▶ DATA FOR THIS EXERCISE
* * *

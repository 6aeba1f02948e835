//! Scene image service trait and the Gemini implementation.
//!
//! [`SceneImageService`] is the seam the producer talks to: one call per
//! paragraph, returning one composite image or a quota signal.
//! [`GeminiImageService`] speaks the Generative Language
//! `models/{model}:generateContent` wire format and pulls the first inline
//! image out of the response.

use async_trait::async_trait;
use base64::Engine as _;
use serde::Deserialize;
use thiserror::Error;

use crate::config::ImageConfig;
use crate::credentials::Credential;
use crate::image::prompt::PanelPromptBuilder;

// ---------------------------------------------------------------------------
// ImageServiceError
// ---------------------------------------------------------------------------

/// Errors returned by a [`SceneImageService`] call.
#[derive(Debug, Error)]
pub enum ImageServiceError {
    /// The credential hit its quota or rate limit.
    #[error("quota exceeded: {0}")]
    QuotaExceeded(String),

    /// HTTP transport or connection error.
    #[error("HTTP request failed: {0}")]
    Request(String),

    /// Non-success status that is not a quota signal.
    #[error("image API returned status {status}: {message}")]
    Api { status: u16, message: String },

    /// The response body was not the JSON we expected.
    #[error("failed to parse image response: {0}")]
    Parse(String),

    /// The response parsed fine but carried no image part.
    #[error("image API did not return an image")]
    NoImage,
}

impl ImageServiceError {
    pub fn is_quota(&self) -> bool {
        matches!(self, ImageServiceError::QuotaExceeded(_))
    }
}

impl From<reqwest::Error> for ImageServiceError {
    fn from(e: reqwest::Error) -> Self {
        ImageServiceError::Request(e.to_string())
    }
}

// ---------------------------------------------------------------------------
// CompositeImage
// ---------------------------------------------------------------------------

/// Encoded image bytes holding all panels of one paragraph side by side.
#[derive(Debug, Clone)]
pub struct CompositeImage {
    pub bytes: Vec<u8>,
    pub mime_type: String,
}

// ---------------------------------------------------------------------------
// SceneImageService trait
// ---------------------------------------------------------------------------

/// Generates one composite image whose panels depict `panels` in order.
#[async_trait]
pub trait SceneImageService: Send + Sync {
    async fn generate(
        &self,
        panels: &[String],
        credential: &Credential,
    ) -> Result<CompositeImage, ImageServiceError>;
}

// ---------------------------------------------------------------------------
// GeminiImageService
// ---------------------------------------------------------------------------

/// Calls `POST {base_url}/v1beta/models/{model}:generateContent`.
pub struct GeminiImageService {
    client: reqwest::Client,
    base_url: String,
    model: String,
    prompt_builder: PanelPromptBuilder,
}

impl GeminiImageService {
    /// Build the service from config.  The HTTP client carries the
    /// per-request timeout from `config.timeout_secs`.
    pub fn from_config(config: &ImageConfig) -> Self {
        let client = reqwest::Client::builder()
            .timeout(std::time::Duration::from_secs(config.timeout_secs))
            .build()
            .unwrap_or_else(|_| reqwest::Client::new());

        let prompt_builder = match &config.style_hint {
            Some(hint) if !hint.trim().is_empty() => {
                PanelPromptBuilder::new().with_style_hint(hint.trim())
            }
            _ => PanelPromptBuilder::new(),
        };

        Self {
            client,
            base_url: config.base_url.trim_end_matches('/').to_string(),
            model: config.model.clone(),
            prompt_builder,
        }
    }
}

#[async_trait]
impl SceneImageService for GeminiImageService {
    async fn generate(
        &self,
        panels: &[String],
        credential: &Credential,
    ) -> Result<CompositeImage, ImageServiceError> {
        let url = format!(
            "{}/v1beta/models/{}:generateContent",
            self.base_url, self.model
        );
        let prompt = self.prompt_builder.build(panels);

        let body = serde_json::json!({
            "contents": [
                { "role": "user", "parts": [ { "text": prompt } ] }
            ],
            "generationConfig": {
                "responseModalities": ["TEXT", "IMAGE"]
            }
        });

        let response = self
            .client
            .post(&url)
            .header("x-goog-api-key", credential.secret())
            .json(&body)
            .send()
            .await?;

        let status = response.status();
        let text = response.text().await?;

        if !status.is_success() {
            if is_quota_signal(status.as_u16(), &text) {
                return Err(ImageServiceError::QuotaExceeded(format!(
                    "status {}",
                    status.as_u16()
                )));
            }
            return Err(ImageServiceError::Api {
                status: status.as_u16(),
                message: text,
            });
        }

        let parsed: GenerateContentResponse =
            serde_json::from_str(&text).map_err(|e| ImageServiceError::Parse(e.to_string()))?;
        extract_image(parsed)
    }
}

/// 429, or a body mentioning resource exhaustion / quota.
pub(crate) fn is_quota_signal(status: u16, body: &str) -> bool {
    status == 429 || body.contains("RESOURCE_EXHAUSTED") || body.contains("Quota exceeded")
}

// ---------------------------------------------------------------------------
// Wire format
// ---------------------------------------------------------------------------

#[derive(Debug, Deserialize)]
struct GenerateContentResponse {
    #[serde(default)]
    candidates: Vec<Candidate>,
}

#[derive(Debug, Deserialize)]
struct Candidate {
    content: Option<Content>,
}

#[derive(Debug, Deserialize)]
struct Content {
    #[serde(default)]
    parts: Vec<Part>,
}

#[derive(Debug, Deserialize)]
#[serde(rename_all = "camelCase")]
struct Part {
    text: Option<String>,
    inline_data: Option<InlineData>,
}

#[derive(Debug, Deserialize)]
#[serde(rename_all = "camelCase")]
struct InlineData {
    mime_type: String,
    data: String,
}

fn extract_image(response: GenerateContentResponse) -> Result<CompositeImage, ImageServiceError> {
    let candidate = response
        .candidates
        .into_iter()
        .next()
        .ok_or_else(|| ImageServiceError::Parse("no candidates".into()))?;
    let content = candidate
        .content
        .ok_or_else(|| ImageServiceError::Parse("no content parts".into()))?;

    for part in content.parts {
        if let Some(text) = part.text {
            log::debug!("image: model description: {text}");
        }
        if let Some(inline) = part.inline_data {
            let bytes = base64::engine::general_purpose::STANDARD
                .decode(inline.data.as_bytes())
                .map_err(|e| ImageServiceError::Parse(format!("bad base64 image: {e}")))?;
            return Ok(CompositeImage {
                bytes,
                mime_type: inline.mime_type,
            });
        }
    }

    Err(ImageServiceError::NoImage)
}

// ---------------------------------------------------------------------------
// Tests
// ---------------------------------------------------------------------------

#[cfg(test)]
mod tests {
    use super::*;

    fn parse(json: &str) -> Result<CompositeImage, ImageServiceError> {
        extract_image(serde_json::from_str(json).expect("valid json"))
    }

    #[test]
    fn first_inline_image_is_extracted() {
        let data = base64::engine::general_purpose::STANDARD.encode(b"PNGDATA");
        let json = format!(
            r#"{{"candidates":[{{"content":{{"parts":[
                {{"text":"four panels"}},
                {{"inlineData":{{"mimeType":"image/png","data":"{data}"}}}}
            ]}}}}]}}"#
        );
        let image = parse(&json).unwrap();
        assert_eq!(image.bytes, b"PNGDATA");
        assert_eq!(image.mime_type, "image/png");
    }

    #[test]
    fn configured_style_hint_reaches_the_prompt() {
        let lines = vec!["A stickman waves.".to_string()];
        let config = ImageConfig {
            style_hint: Some(" Draw on graph paper ".into()),
            ..ImageConfig::default()
        };
        let prompt = GeminiImageService::from_config(&config).prompt_builder.build(&lines);
        assert!(prompt.contains("\n- Draw on graph paper\n"));

        let blank = ImageConfig {
            style_hint: Some("   ".into()),
            ..ImageConfig::default()
        };
        let plain = GeminiImageService::from_config(&blank).prompt_builder.build(&lines);
        assert_eq!(plain, PanelPromptBuilder::new().build(&lines));
    }

    #[test]
    fn text_only_response_is_no_image() {
        let err = parse(r#"{"candidates":[{"content":{"parts":[{"text":"sorry"}]}}]}"#)
            .unwrap_err();
        assert!(matches!(err, ImageServiceError::NoImage));
    }

    #[test]
    fn missing_candidates_is_parse_error() {
        assert!(matches!(
            parse(r#"{"candidates":[]}"#).unwrap_err(),
            ImageServiceError::Parse(_)
        ));
        assert!(matches!(parse("{}").unwrap_err(), ImageServiceError::Parse(_)));
    }

    #[test]
    fn quota_signals_are_recognised() {
        assert!(is_quota_signal(429, ""));
        assert!(is_quota_signal(400, r#"{"status":"RESOURCE_EXHAUSTED"}"#));
        assert!(is_quota_signal(403, "Quota exceeded for metric"));
        assert!(!is_quota_signal(500, "internal"));
    }

    #[test]
    fn only_quota_variant_is_quota() {
        assert!(ImageServiceError::QuotaExceeded("x".into()).is_quota());
        assert!(!ImageServiceError::NoImage.is_quota());
        assert!(!ImageServiceError::Request("x".into()).is_quota());
    }

    #[test]
    fn service_is_object_safe() {
        let service: Box<dyn SceneImageService> =
            Box::new(GeminiImageService::from_config(&ImageConfig::default()));
        drop(service);
    }
}
//! Video assembler: timed frames + narration → one MP4.
//!
//! Two transcoder passes:
//!
//! ```text
//! frames ──render_slideshow──▶ {work}/video_only.mp4 ──mux(+audio)──▶ output
//! ```
//!
//! The silent intermediate is deleted whether or not the mux succeeds, and a
//! partial output is deleted when either pass fails.

use std::path::{Path, PathBuf};
use std::sync::Arc;

use thiserror::Error;

use crate::timing::TimedFrame;
use crate::video::scratch::ScopedFiles;
use crate::video::transcoder::{RenderSettings, Transcoder, TranscoderError};

const SILENT_VIDEO_NAME: &str = "video_only.mp4";

#[derive(Debug, Error)]
pub enum AssembleError {
    #[error("no frames to assemble")]
    NoFrames,

    #[error("narration audio is missing: {0}")]
    MissingAudio(PathBuf),

    #[error(transparent)]
    Transcoder(#[from] TranscoderError),

    #[error("transcoder worker failed: {0}")]
    Worker(String),
}

pub struct VideoAssembler {
    transcoder: Arc<dyn Transcoder>,
    settings: RenderSettings,
}

impl VideoAssembler {
    pub fn new(transcoder: Arc<dyn Transcoder>, settings: RenderSettings) -> Self {
        Self {
            transcoder,
            settings,
        }
    }

    pub fn settings(&self) -> &RenderSettings {
        &self.settings
    }

    /// Render `frames`, mux `audio` over them and write `output`.
    ///
    /// `work_dir` holds the silent intermediate.  Nothing but `output`
    /// remains on success; nothing at all remains on failure.
    pub async fn assemble(
        &self,
        frames: Vec<TimedFrame>,
        audio: &Path,
        work_dir: &Path,
        output: &Path,
    ) -> Result<(), AssembleError> {
        if frames.is_empty() {
            return Err(AssembleError::NoFrames);
        }
        if !audio.is_file() {
            return Err(AssembleError::MissingAudio(audio.to_path_buf()));
        }

        let mut scope = ScopedFiles::new();
        let silent = scope.track(work_dir.join(SILENT_VIDEO_NAME));
        let output = scope.track(output);

        log::info!(
            "video: rendering {} frames at {}x{}",
            frames.len(),
            self.settings.width,
            self.settings.height
        );
        {
            let transcoder = Arc::clone(&self.transcoder);
            let settings = self.settings.clone();
            let silent = silent.clone();
            self.blocking(move || transcoder.render_slideshow(&frames, &settings, &silent))
                .await?;
        }

        log::info!("video: muxing narration into {}", output.display());
        {
            let transcoder = Arc::clone(&self.transcoder);
            let audio = audio.to_path_buf();
            let (silent, output) = (silent.clone(), output.clone());
            self.blocking(move || transcoder.mux(&silent, &audio, &output))
                .await?;
        }

        scope.release(&output);
        Ok(())
    }

    /// Container duration of `media`, run off the async runtime.
    pub async fn probe_duration(&self, media: &Path) -> Result<f64, AssembleError> {
        let transcoder = Arc::clone(&self.transcoder);
        let media = media.to_path_buf();
        self.blocking(move || transcoder.probe_duration(&media)).await
    }

    async fn blocking<T, F>(&self, job: F) -> Result<T, AssembleError>
    where
        T: Send + 'static,
        F: FnOnce() -> Result<T, TranscoderError> + Send + 'static,
    {
        tokio::task::spawn_blocking(job)
            .await
            .map_err(|e| AssembleError::Worker(e.to_string()))?
            .map_err(AssembleError::from)
    }
}

// ---------------------------------------------------------------------------
// Tests
// ---------------------------------------------------------------------------

#[cfg(test)]
pub(crate) mod tests {
    use super::*;
    use std::sync::Mutex;

    /// Writes placeholder files instead of running ffmpeg and records what
    /// it was asked to render.
    #[derive(Default)]
    pub(crate) struct FakeTranscoder {
        pub(crate) rendered: Mutex<Vec<Vec<TimedFrame>>>,
        pub(crate) muxed: Mutex<Vec<(PathBuf, PathBuf)>>,
        pub(crate) fail_render: bool,
        pub(crate) fail_mux: bool,
        pub(crate) probe_secs: Option<f64>,
    }

    impl FakeTranscoder {
        pub(crate) fn failing_mux() -> Self {
            Self {
                fail_mux: true,
                ..Self::default()
            }
        }

        fn failure(program: &str) -> TranscoderError {
            TranscoderError::Failed {
                program: program.into(),
                status: Some(1),
                stderr: "Invalid data found when processing input".into(),
            }
        }
    }

    impl Transcoder for FakeTranscoder {
        fn render_slideshow(
            &self,
            frames: &[TimedFrame],
            _settings: &RenderSettings,
            output: &Path,
        ) -> Result<(), TranscoderError> {
            self.rendered.lock().unwrap().push(frames.to_vec());
            std::fs::write(output, b"silent")?;
            if self.fail_render {
                return Err(Self::failure("ffmpeg"));
            }
            Ok(())
        }

        fn mux(&self, video: &Path, audio: &Path, output: &Path) -> Result<(), TranscoderError> {
            self.muxed
                .lock()
                .unwrap()
                .push((video.to_path_buf(), audio.to_path_buf()));
            std::fs::write(output, b"partial")?;
            if self.fail_mux {
                return Err(Self::failure("ffmpeg"));
            }
            Ok(())
        }

        fn probe_duration(&self, _media: &Path) -> Result<f64, TranscoderError> {
            self.probe_secs.ok_or_else(|| TranscoderError::Probe {
                program: "ffprobe".into(),
                output: String::new(),
            })
        }
    }

    struct Fixture {
        dir: tempfile::TempDir,
        frames: Vec<TimedFrame>,
        audio: PathBuf,
    }

    fn fixture() -> Fixture {
        let dir = tempfile::tempdir().unwrap();
        let frames = (0..4)
            .map(|i| {
                let path = dir.path().join(format!("frame_{i}.png"));
                std::fs::write(&path, b"png").unwrap();
                TimedFrame {
                    path,
                    duration_secs: 0.75,
                }
            })
            .collect();
        let audio = dir.path().join("audio.mp3");
        std::fs::write(&audio, b"mp3").unwrap();
        Fixture { dir, frames, audio }
    }

    #[tokio::test]
    async fn success_leaves_only_the_output() {
        let fx = fixture();
        let fake = Arc::new(FakeTranscoder::default());
        let assembler = VideoAssembler::new(fake.clone(), RenderSettings::default());
        let out = fx.dir.path().join("video_1.mp4");

        assembler
            .assemble(fx.frames.clone(), &fx.audio, fx.dir.path(), &out)
            .await
            .unwrap();

        assert!(out.exists());
        assert!(!fx.dir.path().join(SILENT_VIDEO_NAME).exists());
        let rendered = fake.rendered.lock().unwrap();
        assert_eq!(rendered.len(), 1);
        assert_eq!(rendered[0], fx.frames);
        let muxed = fake.muxed.lock().unwrap();
        assert_eq!(muxed[0].1, fx.audio);
    }

    #[tokio::test]
    async fn mux_failure_removes_intermediate_and_partial_output() {
        let fx = fixture();
        let assembler =
            VideoAssembler::new(Arc::new(FakeTranscoder::failing_mux()), RenderSettings::default());
        let out = fx.dir.path().join("video_1.mp4");

        let err = assembler
            .assemble(fx.frames.clone(), &fx.audio, fx.dir.path(), &out)
            .await
            .unwrap_err();

        match err {
            AssembleError::Transcoder(TranscoderError::Failed { stderr, .. }) => {
                assert!(stderr.contains("Invalid data"));
            }
            other => panic!("unexpected error: {other:?}"),
        }
        assert!(!out.exists());
        assert!(!fx.dir.path().join(SILENT_VIDEO_NAME).exists());
    }

    #[tokio::test]
    async fn render_failure_skips_mux() {
        let fx = fixture();
        let fake = Arc::new(FakeTranscoder {
            fail_render: true,
            ..FakeTranscoder::default()
        });
        let assembler = VideoAssembler::new(fake.clone(), RenderSettings::default());
        let out = fx.dir.path().join("video_1.mp4");

        assert!(assembler
            .assemble(fx.frames.clone(), &fx.audio, fx.dir.path(), &out)
            .await
            .is_err());
        assert!(fake.muxed.lock().unwrap().is_empty());
        assert!(!fx.dir.path().join(SILENT_VIDEO_NAME).exists());
    }

    #[tokio::test]
    async fn empty_frames_or_missing_audio_are_rejected_up_front() {
        let fx = fixture();
        let fake = Arc::new(FakeTranscoder::default());
        let assembler = VideoAssembler::new(fake.clone(), RenderSettings::default());
        let out = fx.dir.path().join("v.mp4");

        let err = assembler
            .assemble(Vec::new(), &fx.audio, fx.dir.path(), &out)
            .await
            .unwrap_err();
        assert!(matches!(err, AssembleError::NoFrames));

        let err = assembler
            .assemble(fx.frames.clone(), &fx.dir.path().join("nope.mp3"), fx.dir.path(), &out)
            .await
            .unwrap_err();
        assert!(matches!(err, AssembleError::MissingAudio(_)));
        assert!(fake.rendered.lock().unwrap().is_empty());
    }

    #[tokio::test]
    async fn probe_runs_through_the_transcoder() {
        let fake = Arc::new(FakeTranscoder {
            probe_secs: Some(4.2),
            ..FakeTranscoder::default()
        });
        let assembler = VideoAssembler::new(fake, RenderSettings::default());
        assert_eq!(
            assembler.probe_duration(Path::new("audio.mp3")).await.unwrap(),
            4.2
        );
    }
}
//! Static description of the managed dependency

use std::path::PathBuf;

use serde::{Deserialize, Serialize};

/// Invocation details for the dependency's own command-line client
#[derive(Debug, Clone, PartialEq, Eq, Serialize, Deserialize)]
#[serde(default)]
pub struct CliCommands {
    /// Program name or path, resolved through `PATH` when bare
    pub program: String,
    pub status_args: Vec<String>,
    pub connect_args: Vec<String>,
    /// Substring of the status output that means "connected" (case-sensitive)
    pub connected_marker: String,
    /// Substring of the connect output that means the request succeeded
    pub success_marker: String,
}

impl Default for CliCommands {
    fn default() -> Self {
        Self {
            program: "warp-cli".to_string(),
            status_args: vec!["status".to_string()],
            connect_args: vec!["connect".to_string()],
            connected_marker: "Connected".to_string(),
            success_marker: "Success".to_string(),
        }
    }
}

/// The dependency the watchdog keeps healthy
///
/// Immutable after load; the engine owns it and lends it to every stage.
#[derive(Debug, Clone, PartialEq, Eq, Serialize, Deserialize)]
#[serde(default)]
pub struct TargetDescriptor {
    pub install_dir: PathBuf,
    /// File name of the user-facing executable inside `install_dir`
    pub gui_executable: String,
    /// File name of the background service executable inside `install_dir`
    pub service_executable: String,
    /// Name the service manager knows the service by
    pub service_name: String,
    /// Operator hint printed when the dependency is not installed
    pub install_hint: Option<String>,
    pub cli: CliCommands,
}

impl Default for TargetDescriptor {
    fn default() -> Self {
        Self {
            install_dir: PathBuf::from(r"C:\Program Files\Cloudflare\Cloudflare WARP"),
            gui_executable: "Cloudflare WARP.exe".to_string(),
            service_executable: "warp-svc.exe".to_string(),
            service_name: "CloudflareWARP".to_string(),
            install_hint: Some("install it with 'winget install Cloudflare.Warp'".to_string()),
            cli: CliCommands::default(),
        }
    }
}

impl TargetDescriptor {
    pub fn gui_path(&self) -> PathBuf {
        self.install_dir.join(&self.gui_executable)
    }

    pub fn service_path(&self) -> PathBuf {
        self.install_dir.join(&self.service_executable)
    }
}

* * *

Please find each line in the records above that holds the word "paper", and copy it.

            style_hint: Some(" Draw on graph paper ".into()),
        assert!(prompt.contains("\n- Draw on graph paper\n"));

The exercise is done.